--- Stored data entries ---
BEGIN

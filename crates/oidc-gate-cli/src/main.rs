// crates/oidc-gate-cli/src/main.rs
// ============================================================================
// Module: OIDC Gate CLI Entry Point
// Description: Command dispatcher for offline config and trigger workflows.
// Purpose: Validate realm configuration and dry-run the redirect trigger.
// Dependencies: clap, oidc-gate-config, oidc-gate-core, serde, thiserror.
// ============================================================================

//! ## Overview
//! The `oidc-gate` CLI loads an OIDC realm configuration through the same
//! fail-closed loader the authorization server uses. `config validate` reports
//! whether the configuration is usable; `trigger evaluate` runs the redirect
//! trigger against a policy decision and a denial response read from disk.
//! Input files are untrusted and read with hard size limits.

// ============================================================================
// SECTION: Imports
// ============================================================================

use std::io::Write;
use std::path::Path;
use std::path::PathBuf;
use std::process::ExitCode;
use std::sync::Arc;

use clap::ArgAction;
use clap::Args;
use clap::CommandFactory;
use clap::Parser;
use clap::Subcommand;
use oidc_gate_cli::t;
use oidc_gate_config::OidcConfig;
use oidc_gate_config::ReadLimitError;
use oidc_gate_config::read_with_limit;
use oidc_gate_core::AuthCodeFlowTrigger;
use oidc_gate_core::DeniedHttpResponse;
use oidc_gate_core::EvaluationResult;
use oidc_gate_core::FileAuditSink;
use oidc_gate_core::OutcomeKind;
use oidc_gate_core::StderrAuditSink;
use oidc_gate_core::TriggerAuditSink;
use serde::Serialize;
use serde::de::DeserializeOwned;
use serde_json::Value;
use thiserror::Error;

// ============================================================================
// SECTION: Limits
// ============================================================================

/// Maximum size of a policy decision input file.
const MAX_DECISION_BYTES: usize = 256 * 1024;
/// Maximum size of a denial response input file.
const MAX_RESPONSE_BYTES: usize = 256 * 1024;

// ============================================================================
// SECTION: CLI Types
// ============================================================================

/// Top-level CLI definition.
#[derive(Parser, Debug)]
#[command(name = "oidc-gate", disable_help_subcommand = true, disable_version_flag = true)]
struct Cli {
    /// Print version information and exit.
    #[arg(long = "version", action = ArgAction::SetTrue, global = true)]
    show_version: bool,
    /// Selected subcommand to execute.
    #[command(subcommand)]
    command: Option<Commands>,
}

/// Supported CLI subcommands.
#[derive(Subcommand, Debug)]
enum Commands {
    /// Configuration utilities.
    Config {
        /// Selected config subcommand.
        #[command(subcommand)]
        command: ConfigCommand,
    },
    /// Redirect trigger utilities.
    Trigger {
        /// Selected trigger subcommand.
        #[command(subcommand)]
        command: TriggerCommand,
    },
}

/// Config subcommands.
#[derive(Subcommand, Debug)]
enum ConfigCommand {
    /// Load and validate an OIDC realm configuration.
    Validate(ConfigValidateCommand),
}

/// Arguments for config validation.
#[derive(Args, Debug)]
struct ConfigValidateCommand {
    /// Config file path (defaults to `OIDC_GATE_CONFIG` or `oidc-gate.toml`).
    #[arg(long, value_name = "PATH")]
    config: Option<PathBuf>,
}

/// Trigger subcommands.
#[derive(Subcommand, Debug)]
enum TriggerCommand {
    /// Run the redirect trigger against a decision and a denial response.
    Evaluate(TriggerEvaluateCommand),
}

/// Arguments for trigger evaluation.
#[derive(Args, Debug)]
struct TriggerEvaluateCommand {
    /// Config file path (defaults to `OIDC_GATE_CONFIG` or `oidc-gate.toml`).
    #[arg(long, value_name = "PATH")]
    config: Option<PathBuf>,
    /// Policy decision JSON file.
    #[arg(long, value_name = "PATH")]
    decision: PathBuf,
    /// Denial response JSON file (defaults to an empty response).
    #[arg(long, value_name = "PATH")]
    response: Option<PathBuf>,
    /// Append audit events to this file instead of stderr.
    #[arg(long, value_name = "PATH")]
    audit_log: Option<PathBuf>,
}

/// JSON report printed by `trigger evaluate`.
#[derive(Debug, Serialize)]
struct EvaluateReport<'a> {
    /// Outcome classification.
    outcome: OutcomeKind,
    /// Whether the trigger handed the response back (false when no realm
    /// was requested).
    returned: bool,
    /// Denial response after the trigger ran.
    response: &'a DeniedHttpResponse,
}

// ============================================================================
// SECTION: Errors
// ============================================================================

/// CLI error wrapper for catalog-rendered messages.
#[derive(Debug, Error)]
#[error("{message}")]
struct CliError {
    /// Human-readable error message.
    message: String,
}

impl CliError {
    /// Constructs a new [`CliError`] from a rendered message.
    const fn new(message: String) -> Self {
        Self {
            message,
        }
    }
}

/// CLI result alias for fallible operations.
type CliResult<T> = Result<T, CliError>;

// ============================================================================
// SECTION: Entry Point
// ============================================================================

/// CLI entry point returning an exit code.
fn main() -> ExitCode {
    run().unwrap_or_else(|err| {
        let _ = write_stderr_line(&err.to_string());
        ExitCode::FAILURE
    })
}

/// Executes the CLI command dispatcher.
fn run() -> CliResult<ExitCode> {
    let cli = Cli::parse();

    if cli.show_version {
        let version = env!("CARGO_PKG_VERSION");
        write_stdout_line(&t!("main.version", version = version))
            .map_err(|err| stdout_error(&err))?;
        return Ok(ExitCode::SUCCESS);
    }

    let Some(command) = cli.command else {
        show_help()?;
        return Ok(ExitCode::SUCCESS);
    };

    match command {
        Commands::Config {
            command,
        } => match command {
            ConfigCommand::Validate(command) => command_config_validate(&command),
        },
        Commands::Trigger {
            command,
        } => match command {
            TriggerCommand::Evaluate(command) => command_trigger_evaluate(&command),
        },
    }
}

/// Prints top-level help.
fn show_help() -> CliResult<()> {
    let help = Cli::command().render_help().to_string();
    write_stdout_line(help.trim_end()).map_err(|err| stdout_error(&err))
}

// ============================================================================
// SECTION: Config Commands
// ============================================================================

/// Loads the configuration, mapping failures to the catalog message.
fn load_config(path: Option<&Path>) -> CliResult<OidcConfig> {
    OidcConfig::load(path).map_err(|err| CliError::new(t!("config.load_failed", error = err)))
}

/// Executes the config validation command.
fn command_config_validate(command: &ConfigValidateCommand) -> CliResult<ExitCode> {
    let config = load_config(command.config.as_deref())?;
    write_stdout_line(&t!("config.validate.ok", count = config.realms.len()))
        .map_err(|err| stdout_error(&err))?;
    Ok(ExitCode::SUCCESS)
}

// ============================================================================
// SECTION: Trigger Commands
// ============================================================================

/// Executes the trigger evaluation command.
fn command_trigger_evaluate(command: &TriggerEvaluateCommand) -> CliResult<ExitCode> {
    let config = load_config(command.config.as_deref())?;
    let decision: Value =
        read_json(&command.decision, &t!("input.kind.decision"), MAX_DECISION_BYTES)?;
    let mut response = match &command.response {
        Some(path) => read_json(path, &t!("input.kind.response"), MAX_RESPONSE_BYTES)?,
        None => DeniedHttpResponse::default(),
    };
    let audit = audit_sink(command.audit_log.as_deref())?;
    let trigger = AuthCodeFlowTrigger::new(Some(config), audit);

    let result = EvaluationResult::new(decision);
    let outcome = trigger.evaluate(&result);
    let kind = outcome.kind();
    let returned = trigger.apply_outcome(outcome, &mut response).is_some();

    let report = EvaluateReport {
        outcome: kind,
        returned,
        response: &response,
    };
    let rendered = serde_json::to_string(&report)
        .map_err(|err| CliError::new(t!("output.encode_failed", error = err)))?;
    write_stdout_line(&rendered).map_err(|err| stdout_error(&err))?;
    Ok(ExitCode::SUCCESS)
}

/// Builds the audit sink for trigger diagnostics.
fn audit_sink(path: Option<&Path>) -> CliResult<Arc<dyn TriggerAuditSink>> {
    let Some(path) = path else {
        return Ok(Arc::new(StderrAuditSink));
    };
    let sink = FileAuditSink::new(path).map_err(|err| {
        CliError::new(t!("audit.open_failed", path = path.display(), error = err))
    })?;
    Ok(Arc::new(sink))
}

// ============================================================================
// SECTION: Input Helpers
// ============================================================================

/// Reads and decodes a bounded JSON input file.
fn read_json<T: DeserializeOwned>(path: &Path, kind: &str, max_bytes: usize) -> CliResult<T> {
    let bytes = read_with_limit(path, max_bytes).map_err(|err| match err {
        ReadLimitError::Io(err) => {
            CliError::new(t!("input.read_failed", kind = kind, path = path.display(), error = err))
        }
        ReadLimitError::TooLarge {
            size,
            limit,
        } => CliError::new(t!(
            "input.read_too_large",
            kind = kind,
            path = path.display(),
            size = size,
            limit = limit
        )),
    })?;
    serde_json::from_slice(&bytes).map_err(|err| {
        CliError::new(t!("input.parse_failed", kind = kind, path = path.display(), error = err))
    })
}

// ============================================================================
// SECTION: Output Helpers
// ============================================================================

/// Writes a single line to stdout.
fn write_stdout_line(message: &str) -> std::io::Result<()> {
    let mut stdout = std::io::stdout();
    writeln!(&mut stdout, "{message}")
}

/// Writes a single line to stderr.
fn write_stderr_line(message: &str) -> std::io::Result<()> {
    let mut stderr = std::io::stderr();
    writeln!(&mut stderr, "{message}")
}

/// Maps a stdout write failure to a CLI error.
fn stdout_error(error: &std::io::Error) -> CliError {
    CliError::new(t!("output.write_failed", error = error))
}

END

--- Your goal ---
Where does "StderrAuditSink" occur in the data? Copy each line that has it.

--- Exercise answer ---
use oidc_gate_core::StderrAuditSink;
        return Ok(Arc::new(StderrAuditSink));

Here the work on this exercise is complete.